● **Your instructions**
Within the listing below, the lines to output run from the one containing "expressed as an" through the one containing "Canonical select options"; copy them exactly and nothing else.

******************************

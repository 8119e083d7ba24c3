//! Field schema model.
//!
//! Collection definitions arrive as loose JSON (`RawFieldSchema`,
//! mirroring whatever the schema source stored) and are normalized
//! exactly once into the closed `FieldSchema` union the renderer and
//! synchronizer work with. Legacy shapes - a select expressed as an
//! `enum` list with parallel labels, an array item collapsed into a
//! single implicit `value` property - are rewritten here, not at
//! render time.

use serde::{Deserialize, Serialize};
use serde_json::{Map, Value};

use crate::config::config;
use crate::error::SchemaError;

/// Loose, serde-facing shape of one field definition
#[derive(Debug, Clone, Default, Serialize, Deserialize)]
#[serde(default)]
pub struct RawFieldSchema {
    #[serde(rename = "type")]
    pub field_type: String,
    pub label: Option<String>,
    pub help: Option<String>,
    pub required: Option<bool>,
    pub default: Option<Value>,
    pub placeholder: Option<String>,
    pub pattern: Option<String>,
    pub minimum: Option<f64>,
    pub maximum: Option<f64>,
    pub step: Option<f64>,
    /// Canonical select options
    pub options: Option<Vec<RawSelectOption>>,
    /// Legacy select shape: values plus an optional parallel label list
    #[serde(rename = "enum")]
    pub enum_values: Option<Vec<String>>,
    #[serde(rename = "enumLabels")]
    pub enum_labels: Option<Vec<String>>,
    pub multiple: Option<bool>,
    pub collections: Option<Vec<String>>,
    pub accept: Option<String>,
    #[serde(rename = "sourceField")]
    pub source_field: Option<String>,
    /// Object properties, in declaration order
    pub properties: Option<Map<String, Value>>,
    /// Array item schema
    pub item: Option<Box<RawFieldSchema>>,
    /// Explicit marker for the single-implicit-value convention
    pub collapse: Option<bool>,
    /// Blocks definitions
    pub blocks: Option<Vec<RawBlockDefinition>>,
    pub discriminator: Option<String>,
    /// Unrecognized keys pass through opaquely for per-kind use
    #[serde(flatten)]
    pub extra: Map<String, Value>,
}

/// Legacy or canonical select option shape
#[derive(Debug, Clone, Serialize, Deserialize)]
#[serde(untagged)]
pub enum RawSelectOption {
    Bare(String),
    Labeled { value: String, label: Option<String> },
}

#[derive(Debug, Clone, Default, Serialize, Deserialize)]
#[serde(default)]
pub struct RawBlockDefinition {
    pub name: String,
    pub label: Option<String>,
    pub description: Option<String>,
    pub properties: Map<String, Value>,
}

// ========================================
// Normalized model
// ========================================

#[derive(Debug, Clone, Copy, PartialEq, Eq, Serialize, Deserialize)]
#[serde(rename_all = "lowercase")]
pub enum PrimitiveKind {
    Text,
    Textarea,
    #[serde(rename = "richtext")]
    RichText,
    Number,
    Boolean,
    Date,
    #[serde(rename = "datetime")]
    DateTime,
    Select,
    Slug,
    Media,
    Reference,
}

impl PrimitiveKind {
    pub fn parse(s: &str) -> Option<Self> {
        match s {
            "text" => Some(Self::Text),
            "textarea" => Some(Self::Textarea),
            "richtext" => Some(Self::RichText),
            "number" => Some(Self::Number),
            "boolean" => Some(Self::Boolean),
            "date" => Some(Self::Date),
            "datetime" => Some(Self::DateTime),
            "select" => Some(Self::Select),
            "slug" => Some(Self::Slug),
            "media" => Some(Self::Media),
            "reference" => Some(Self::Reference),
            _ => None,
        }
    }

    pub fn as_str(&self) -> &'static str {
        match self {
            Self::Text => "text",
            Self::Textarea => "textarea",
            Self::RichText => "richtext",
            Self::Number => "number",
            Self::Boolean => "boolean",
            Self::Date => "date",
            Self::DateTime => "datetime",
            Self::Select => "select",
            Self::Slug => "slug",
            Self::Media => "media",
            Self::Reference => "reference",
        }
    }
}

/// Options shared by every primitive kind
#[derive(Debug, Clone, Default, Serialize, Deserialize)]
pub struct CommonOptions {
    pub label: Option<String>,
    pub help: Option<String>,
    pub required: bool,
    pub default: Option<Value>,
    /// Unrecognized definition keys, passed through for per-kind use
    pub extra: Map<String, Value>,
}

#[derive(Debug, Clone, Default, Serialize, Deserialize)]
pub struct TextOptions {
    pub pattern: Option<String>,
    pub placeholder: Option<String>,
}

#[derive(Debug, Clone, Default, Serialize, Deserialize)]
pub struct NumberOptions {
    pub minimum: Option<f64>,
    pub maximum: Option<f64>,
    pub step: Option<f64>,
}

#[derive(Debug, Clone, PartialEq, Serialize, Deserialize)]
pub struct SelectOption {
    pub value: String,
    pub label: String,
}

#[derive(Debug, Clone, Default, Serialize, Deserialize)]
pub struct SelectOptions {
    pub options: Vec<SelectOption>,
    pub multiple: bool,
}

#[derive(Debug, Clone, Default, Serialize, Deserialize)]
pub struct SlugOptions {
    /// Sibling title-like field the slug auto-generates from
    pub source_field: Option<String>,
    /// Override for the engine-wide slug pattern
    pub pattern: Option<String>,
}

#[derive(Debug, Clone, Default, Serialize, Deserialize)]
pub struct MediaOptions {
    pub accept: Option<String>,
}

#[derive(Debug, Clone, Default, Serialize, Deserialize)]
pub struct ReferenceOptions {
    /// Collections the reference may point into
    pub collections: Vec<String>,
}

/// Closed per-kind options record
#[derive(Debug, Clone, Serialize, Deserialize)]
pub enum KindOptions {
    Text(TextOptions),
    Number(NumberOptions),
    Select(SelectOptions),
    Slug(SlugOptions),
    Media(MediaOptions),
    Reference(ReferenceOptions),
    None,
}

#[derive(Debug, Clone, Serialize, Deserialize)]
pub struct PrimitiveSchema {
    pub kind: PrimitiveKind,
    pub common: CommonOptions,
    pub options: KindOptions,
}

impl PrimitiveSchema {
    pub fn select_options(&self) -> Option<&SelectOptions> {
        match &self.options {
            KindOptions::Select(o) => Some(o),
            _ => None,
        }
    }

    pub fn slug_options(&self) -> Option<&SlugOptions> {
        match &self.options {
            KindOptions::Slug(o) => Some(o),
            _ => None,
        }
    }
}

/// One named property of an object schema, in declaration order
#[derive(Debug, Clone, Serialize, Deserialize)]
pub struct Property {
    pub name: String,
    pub schema: FieldSchema,
}

#[derive(Debug, Clone, Serialize, Deserialize)]
pub struct ObjectSchema {
    pub common: CommonOptions,
    pub properties: Vec<Property>,
    /// When set, the object carries its single property's value
    /// directly, without a wrapper mapping
    pub collapse: bool,
}

impl ObjectSchema {
    /// The single property a collapsed object delegates to
    pub fn collapsed_property(&self) -> Option<&Property> {
        if self.collapse {
            self.properties.first()
        } else {
            None
        }
    }
}

#[derive(Debug, Clone, Serialize, Deserialize)]
pub struct ArraySchema {
    pub common: CommonOptions,
    /// Item shape, uniform across elements. Primitive item schemas are
    /// wrapped into a collapsed single-property object at load time so
    /// items are always object-shaped downstream.
    pub item: Box<ObjectSchema>,
}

******************************

● **Completed task**
//! synchronizer work with. Legacy shapes - a select expressed as an
//! `enum` list with parallel labels, an array item collapsed into a
//! single implicit `value` property - are rewritten here, not at
//! render time.

use serde::{Deserialize, Serialize};
use serde_json::{Map, Value};

use crate::config::config;
use crate::error::SchemaError;

/// Loose, serde-facing shape of one field definition
#[derive(Debug, Clone, Default, Serialize, Deserialize)]
#[serde(default)]
pub struct RawFieldSchema {
    #[serde(rename = "type")]
    pub field_type: String,
    pub label: Option<String>,
    pub help: Option<String>,
    pub required: Option<bool>,
    pub default: Option<Value>,
    pub placeholder: Option<String>,
    pub pattern: Option<String>,
    pub minimum: Option<f64>,
    pub maximum: Option<f64>,
    pub step: Option<f64>,
    /// Canonical select options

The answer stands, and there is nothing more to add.